Mauro Minelli

Personal information
- Full name: Mauro Minelli
- Date of birth: 2 April 1981 (age 43)
- Place of birth: San Giovanni Bianco, Italy
- Height: 1.86 m (6 ft 1 in)
- Position(s): Defender

Team information
- Current team: Cremonese

Senior career*
- Years: Team / Apps / (Gls)
- 2001–2002: Atalanta / 0 / (0)
- 2001–2002: → Lumezzane (loan) / 33 / (2)
- 2003–2004: Verona / 34 / (2)
- 2004–2006: AlbinoLeffe / 76 / (5)
- 2006–2009: Catania / 10 / (1)
- 2008–2009: → Triestina (loan) / 58 / (6)
- 2009–2011: Sassuolo / 56 / (0)
- 2011: Frosinone / 16 / (1)
- 2011–: Cremonese / 0 / (0)

International career
- 2002: Italy U20 / 6 / (0)

= Mauro Minelli =

Italian footballer

Mauro Minelli (born 2 April 1981) is an Italian former footballer who played as a defender for Cremonese.

==Football career==
Minelli started his career in Atalanta, the most famous club near his birthplace. He spent 2001–02 season at Lumezzane along with Roberto Previtali. That season he also capped for Italy national under-20 football team at the Under-20 Four Nations Tournament.
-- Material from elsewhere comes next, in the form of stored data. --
/// Lexing errors.
///
/// Defines all error types that can occur while turning source text into a
/// token stream. Lexing errors cover malformed indentation, mixed tabs and
/// spaces, unterminated string literals, and unknown characters.
pub mod lex_error;
/// Parsing errors.
///
/// Defines all error types that can occur while building the syntax tree from
/// tokens. Parse errors include unexpected tokens, missing delimiters,
/// inconsistent matrix rows, and malformed control flow or signatures.
pub mod parse_error;
/// Runtime errors.
///
/// Contains all error types that can be raised during evaluation and execution.
/// Runtime errors include things like division by zero, type mismatches,
/// invalid operations, or failed numeric conversions.
pub mod runtime_error;

pub use lex_error::LexError;
pub use parse_error::ParseError;
pub use runtime_error::RuntimeError;
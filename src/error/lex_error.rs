#[derive(Debug, Clone, PartialEq, Eq)]
/// Represents all errors that can occur while tokenizing source text.
pub enum LexError {
    /// A single line mixed tab and space characters in its indentation.
    MixedIndentation {
        /// The source line where the error occurred.
        line:   usize,
        /// The source column where the error occurred.
        column: usize,
    },
    /// A line used tabs under a spaces discipline, or vice versa.
    InconsistentIndentStyle {
        /// The source line where the error occurred.
        line:   usize,
        /// The source column where the error occurred.
        column: usize,
    },
    /// The first indented line used fewer than two spaces.
    IndentTooNarrow {
        /// The indentation width that was found.
        found:  usize,
        /// The source line where the error occurred.
        line:   usize,
        /// The source column where the error occurred.
        column: usize,
    },
    /// An indentation width was not a multiple of the detected base width.
    IndentNotMultiple {
        /// The detected base indentation width.
        base:   usize,
        /// The indentation width that was found.
        found:  usize,
        /// The source line where the error occurred.
        line:   usize,
        /// The source column where the error occurred.
        column: usize,
    },
    /// A dedent did not land on any enclosing indentation level.
    UnalignedDedent {
        /// The indentation width that was found.
        found:  usize,
        /// The source line where the error occurred.
        line:   usize,
        /// The source column where the error occurred.
        column: usize,
    },
    /// A string literal was opened but never closed.
    UnterminatedString {
        /// The source line where the string was opened.
        line:   usize,
        /// The source column where the string was opened.
        column: usize,
    },
    /// A character that is not part of the language was encountered.
    UnknownCharacter {
        /// The offending character.
        character: char,
        /// The source line where the error occurred.
        line:      usize,
        /// The source column where the error occurred.
        column:    usize,
    },
}

impl LexError {
    /// Gets the `(line, column)` position of the error.
    #[must_use]
    pub const fn position(&self) -> (usize, usize) {
        match self {
            Self::MixedIndentation { line, column }
            | Self::InconsistentIndentStyle { line, column }
            | Self::IndentTooNarrow { line, column, .. }
            | Self::IndentNotMultiple { line, column, .. }
            | Self::UnalignedDedent { line, column, .. }
            | Self::UnterminatedString { line, column }
            | Self::UnknownCharacter { line, column, .. } => (*line, *column),
        }
    }
}

impl std::fmt::Display for LexError {
    fn fmt(&self, f: &mut std::fmt::Formatter<'_>) -> std::fmt::Result {
        let (line, column) = self.position();
        write!(f, "Lex Error at line {line}, column {column}: ")?;

        match self {
            Self::MixedIndentation { .. } => {
                write!(f, "Indentation mixes tabs and spaces on the same line.")
            },
            Self::InconsistentIndentStyle { .. } => write!(f,
                                                           "Indentation style is inconsistent with the rest of the file."),
            Self::IndentTooNarrow { found, .. } => write!(f,
                                                          "Indentation of {found} space(s) is too narrow; at least 2 are required."),
            Self::IndentNotMultiple { base, found, .. } => write!(f,
                                                                  "Indentation of {found} is not a multiple of the base width {base}."),
            Self::UnalignedDedent { found, .. } => write!(f,
                                                          "Dedent to width {found} does not match any enclosing indentation level."),
            Self::UnterminatedString { .. } => write!(f, "Unterminated string literal."),
            Self::UnknownCharacter { character, .. } => {
                write!(f, "Unknown character '{character}'.")
            },
        }
    }
}

impl std::error::Error for LexError {}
In January 2003, he was signed by Verona in co-ownership deal, in exchange with Natale Gonnella. In June 2004, he was bought back by Atalanta but he was loaned to AlbinoLeffe in July, re-joining (former) Atalanta team-mate Mauro Belotti, Joelson, Gabriele Perico and Previtali. In July 2005, AlbinoLeffe bought half of the contractual rights, but bought back by Atalanta again in June 2006.

This time Calcio Catania bought half of its contractual rights in July 2006, where he played his first Serie A season since made his debut against ACF Fiorentina on 1 October 2006.

After he failed to make any appearances in either Coppa Italia or 2007–08 Serie A, he left on loan to Triestina in January 2008 for another Serie B season. The loan was extended in August.

In June 2009 he returned to Calcio Catania after the club acquired the full rights from Atalanta, but was immediately sold back into the Serie B with Sassuolo on 9 July 2009. He announced he would leave the club in January 2011 in order to play more regularly; he joined fellow Serie B team Frosinone on 31 January, rejoining team-mate Gaetano Masucci. Antonio Bocchetti also moved from Frosinone to Sassuolo as part of the deal.

After Frosinone relegated to Lega Pro Prima Divisione, he joined fellow Prima Divisione team Cremonese.

Although he was on the 2012–13 squad, he did not play any games in 2012–13 Lega Pro Prima Divisione.

His contract was renewed on 3 July 2013.